Quand il accoste, son navire n'est plus attendu ni accueilli avec fièvre. Quand il demande audience à la cour, on élude sa requête, et le vieillard qui a découvert l'Amérique doit mendier la faveur de s'y rendre à dos de mule. Cela ne l'empêche pas de redoubler de promesses extravagantes. Ne promet-il pas à la reine de trouver « le paradis » lors de son prochain voyage et au pape de monter une croisade pour « délivrer Jérusalem » par cette route bien plus courte !

 

À l'humanité pécheresse, il annonce dans son « Livre des prophéties » que le monde disparaîtra dans cent cinquante ans. À la fin, plus personne ne prête l'oreille aux propos du fallador (« bavard ») ni à ses imaginacões com su Ilha Cipangu (« à ses chimères de l'île Cipango »). Les marchands à qui il a fait perdre de l'argent, les érudits qui méprisent ses aberrations géographiques, les colons qu'il a déçus après ses grandes déclarations et les fonctionnaires qui lui envient sa position, tous commencent à se liguer contre l'« amiral de Mosquitoland ». Écarté, le vieil homme reconnaît, contrit : « J'avais dit avoir accosté dans des royaumes richissimes. J'ai parlé d'or, de perles, de pierres précieuses, d'épices, et ne pouvant produire tout ceci de suite, je me suis couvert de honte. » En 1500, en Espagne, Christophe Colomb est un homme fini, et quand il meurt en 1506, il est quasiment tombé dans l'oubli.

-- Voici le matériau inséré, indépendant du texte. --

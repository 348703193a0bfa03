//! Liquidity Pool Core Simulation.
//!
//! Walks the full settlement lifecycle: asset registration, the delayed
//! liquidity-order pipeline, borrow/repay accounting, and the price guards.

use pool_core::*;
use rust_decimal::Decimal;
use rust_decimal_macros::dec;

const GOVERNOR: AccountId = AccountId(1);
const BROKER: AccountId = AccountId(2);
const LP: AccountId = AccountId(10);
const TRADER: AccountId = AccountId(11);

const USDC: AssetId = AssetId(0);
const BNB: AssetId = AssetId(1);
const SHARE_TOKEN: TokenId = TokenId(0);

fn main() {
    println!("Liquidity Pool Core Simulation");
    println!("Multi-Asset Ledger, Broker-Mediated Settlement\n");

    scenario_1_liquidity_lifecycle();
    scenario_2_borrow_repay();
    scenario_3_lock_and_timeout();
    scenario_4_price_guards();

    println!("\nAll simulations completed successfully.");
}

fn new_pool() -> Pool {
    let mut pool = Pool::new(
        PoolConfig::default(),
        GOVERNOR,
        SHARE_TOKEN,
        Box::new(InMemoryTokens::new()),
    );
    pool.set_time(Timestamp::from_millis(86_400_000));

    pool.add_asset(
        GOVERNOR,
        AssetMeta {
            id: USDC,
            symbol: Symbol::new("USDC").unwrap(),
            decimals: 6,
            is_stable: true,
            token: TokenId(1),
            paired_token: TokenId(101),
        },
    )
    .unwrap();
    pool.set_asset_flags(
        GOVERNOR,
        USDC,
        AssetFlags {
            enabled: true,
            strict: true,
            liquidatable: true,
            use_stable_collateral: true,
            ..AssetFlags::default()
        },
    )
    .unwrap();

    pool.add_asset(
        GOVERNOR,
        AssetMeta {
            id: BNB,
            symbol: Symbol::new("BNB").unwrap(),
            decimals: 18,
            is_stable: false,
            token: TokenId(2),
            paired_token: TokenId(102),
        },
    )
    .unwrap();
    pool.set_asset_flags(
        GOVERNOR,
        BNB,
        AssetFlags {
            tradable: true,
            openable: true,
            shortable: true,
            enabled: true,
            liquidatable: true,
            ..AssetFlags::default()
        },
    )
    .unwrap();
    pool.set_funding_params(
        GOVERNOR,
        BNB,
        FundingParams {
            base_rate: dec!(0.0003),
            dynamic_rate: dec!(0.0009),
        },
    )
    .unwrap();

    pool.add_broker(GOVERNOR, BROKER).unwrap();
    pool
}

/// Seed BNB liquidity through the order pipeline and return the pool.
fn seed_liquidity(pool: &mut Pool) -> FillResult {
    let order_id = pool
        .place_liquidity_order(LP, BNB, dec!(1000), OrderDirection::Add, Decimal::ZERO)
        .unwrap();
    pool.advance_time(pool.config().lock_period_ms);
    pool.fill_liquidity_order(
        BROKER,
        order_id,
        dec!(300),
        ReferencePrice::valid(dec!(300)),
        dec!(1),
    )
    .unwrap()
}

fn scenario_1_liquidity_lifecycle() {
    println!("Scenario 1: Liquidity Order Lifecycle\n");

    let mut pool = new_pool();
    let fill = seed_liquidity(&mut pool);

    println!("  LP places an add-liquidity order for 1000 BNB");
    println!("  Broker fills after the lock period at $300, share price $1");
    println!("  Fee charged: {} BNB", fill.fee);
    println!("  Shares minted: {}", fill.shares_delta);

    let ledger = pool.asset_state(BNB).unwrap().ledger;
    println!(
        "  Ledger: spot={}, fee earmark={}, credit={}",
        ledger.spot_liquidity, ledger.collected_fee, ledger.credit
    );
    println!("  Share supply: {}\n", pool.share_supply());
}

fn scenario_2_borrow_repay() {
    println!("Scenario 2: Borrow / Repay Accounting\n");

    let mut pool = new_pool();
    seed_liquidity(&mut pool);

    pool.borrow_asset(GOVERNOR, TRADER, BNB, dec!(100), dec!(1)).unwrap();
    let ledger = pool.asset_state(BNB).unwrap().ledger;
    println!("  Borrow 100 BNB with a 1 BNB fee:");
    println!(
        "  spot={}, credit={}, collected fee={}",
        ledger.spot_liquidity, ledger.credit, ledger.collected_fee
    );

    pool.advance_time(8 * 3600 * 1000);
    pool.repay_asset(GOVERNOR, TRADER, BNB, dec!(100), dec!(1), Decimal::ZERO)
        .unwrap();
    let ledger = pool.asset_state(BNB).unwrap().ledger;
    println!("  Repay 100 BNB with a 1 BNB fee after 8 hours:");
    println!(
        "  spot={}, credit={}, collected fee={}",
        ledger.spot_liquidity, ledger.credit, ledger.collected_fee
    );

    let funding = pool.asset_state(BNB).unwrap().funding;
    println!("  Cumulative funding index: {}\n", funding.cumulative_index);
}

fn scenario_3_lock_and_timeout() {
    println!("Scenario 3: Lock Period and Timeout\n");

    let mut pool = new_pool();
    let order_id = pool
        .place_liquidity_order(LP, BNB, dec!(50), OrderDirection::Add, Decimal::ZERO)
        .unwrap();

    let early = pool.fill_liquidity_order(
        BROKER,
        order_id,
        dec!(300),
        ReferencePrice::valid(dec!(300)),
        dec!(1),
    );
    println!("  Immediate fill attempt: {}", early.unwrap_err());

    pool.advance_time(pool.config().order_timeout_ms + 1);
    let late = pool.fill_liquidity_order(
        BROKER,
        order_id,
        dec!(300),
        ReferencePrice::valid(dec!(300)),
        dec!(1),
    );
    println!("  Fill attempt after timeout: {}", late.unwrap_err());

    pool.cancel_liquidity_order(TRADER, order_id).unwrap();
    println!("  Expired order cancelled by a third party");
    println!("  Pending orders remaining: {}\n", pool.pending_orders().len());
}

fn scenario_4_price_guards() {
    println!("Scenario 4: Price Guards\n");

    let mut pool = new_pool();
    let order_id = pool
        .place_liquidity_order(LP, USDC, dec!(1000), OrderDirection::Add, Decimal::ZERO)
        .unwrap();
    pool.advance_time(pool.config().lock_period_ms);

    // USDC is strict: a 5% deviation from the reference is rejected
    let deviant = pool.fill_liquidity_order(
        BROKER,
        order_id,
        dec!(1.05),
        ReferencePrice::valid(dec!(1)),
        dec!(1),
    );
    println!("  Deviant price on a strict asset: {}", deviant.unwrap_err());

    // implausible share price trips the emergency halt
    let halted = pool.fill_liquidity_order(
        BROKER,
        order_id,
        dec!(1),
        ReferencePrice::valid(dec!(1)),
        dec!(5000),
    );
    println!("  Share price outside emergency bounds: {}", halted.unwrap_err());

    let fill = pool
        .fill_liquidity_order(BROKER, order_id, dec!(1), ReferencePrice::valid(dec!(1)), dec!(1))
        .unwrap();
    println!("  Conforming fill succeeds, shares minted: {}", fill.shares_delta);
}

Les siècles suivants eux aussi se souviennent à peine de lui : c'est une époque où le temps s'accélère. Chaque année amène de nouveaux exploits, de nouvelles découvertes, de nouveaux noms, de nouveaux triomphes, et à de tels moments les prouesses de la veille sont vite dépassées. Vasco de Gama et Cabral reviennent des Indes ; eux ne rapportent pas quelques esclaves nus et de vagues promesses, mais tous les trésors de l'Orient. Grâce au butin de Calicut et de Malacca, le roi Manuel el Afortunado7 devient le monarque le plus riche d'Europe. Le Brésil est découvert, Núñez de Balboa aperçoit pour la première fois l'océan Pacifique depuis les hauteurs de Panamá. Cortés conquiert le Mexique, Pizarro le Pérou : enfin de l'or, et il coule à flots dans le trésor royal. Magellan contourne l'Amérique et, à l'issue d'un périple de trois ans, son vaisseau amiral Victoria regagne Séville après avoir fait le tour de la planète – c'est l'exploit maritime le plus extraordinaire de tous les temps. En 1545, les mines d'argent de Potosí8 sont mises en exploitation ; année après année, les navires regagnent l'Europe, pleins à craquer. On parcourt toutes les mers. En l'espace d'un demi-siècle on a fait le tour de tous les pays du globe ou presque : alors que peut bien peser un individu et son acte isolé dans cette odyssée ? Les livres qui conteront sa vie et expliqueront son intuition singulière n'ont pas encore paru. Le voyage de Colomb se fond bientôt dans cette cohorte glorieuse de nouveaux Argonautes, et parce qu'il a rapporté le gain le moins tangible, son époque – qui, comme toutes les époques, pense à sa propre échelle et non à l'échelle de l'histoire – le méconnaît et l'oublie.

 

Dans l'intervalle, la gloire d'Amerigo Vespucci, elle, a atteint de prodigieux sommets. Quand le monde entier, aveuglé, croyait encore avoir découvert les Indes à l'ouest, lui seul a vu la vérité et compris qu'il s'agissait d'un Mundus Novus, d'un nouveau monde, d'un nouveau continent. Il n'a jamais dit que la vérité, n'a promis ni or ni pierres précieuses. Il s'est contenté d'annoncer que les indigènes avaient évoqué la présence d'or dans ces pays, mais que, en bon adepte de saint Thomas, lui était « lent à croire » : qui vivrait verrait. À la différence des autres explorateurs, il n'a pas pris la mer appâté par l'or et l'argent, mais par idéalisme et soif de découverte. Il n'a pas maltraité les hommes ni détruit leurs royaumes comme tous ces conquistadors criminels : il a observé et décrit les coutumes et les mœurs de ces peuples étrangers en humaniste, en érudit, sans les porter aux nues ni les blâmer. En disciple avisé de Prométhée et des grands philosophes, il a observé la course des nouvelles étoiles, exploré les mers et les terres pour en sonder les mystères et les merveilles. Il ne s'est pas laissé guider par un hasard aveugle, mais par les données scientifiques des mathématiques et de l'astronomie – oui, il est des leurs, se félicitent les érudits, homo humanus, c'est un humaniste ! Il sait écrire et il écrit en latin, la seule langue qui à leurs yeux soit digne des choses de l'esprit, il a sauvé l'honneur de la science en la servant, elle, au lieu de succomber à l'attrait du lucre et de l'argent. Le nom de Vespucci inspire à tous les chroniqueurs de l'époque le plus profond respect, que ce soit Pierre Martyr, Ramusio ou Oviedo. Et comme ils ne sont guère plus d'une douzaine à faire autorité, Vespucci passe pour le plus grand navigateur de l'époque.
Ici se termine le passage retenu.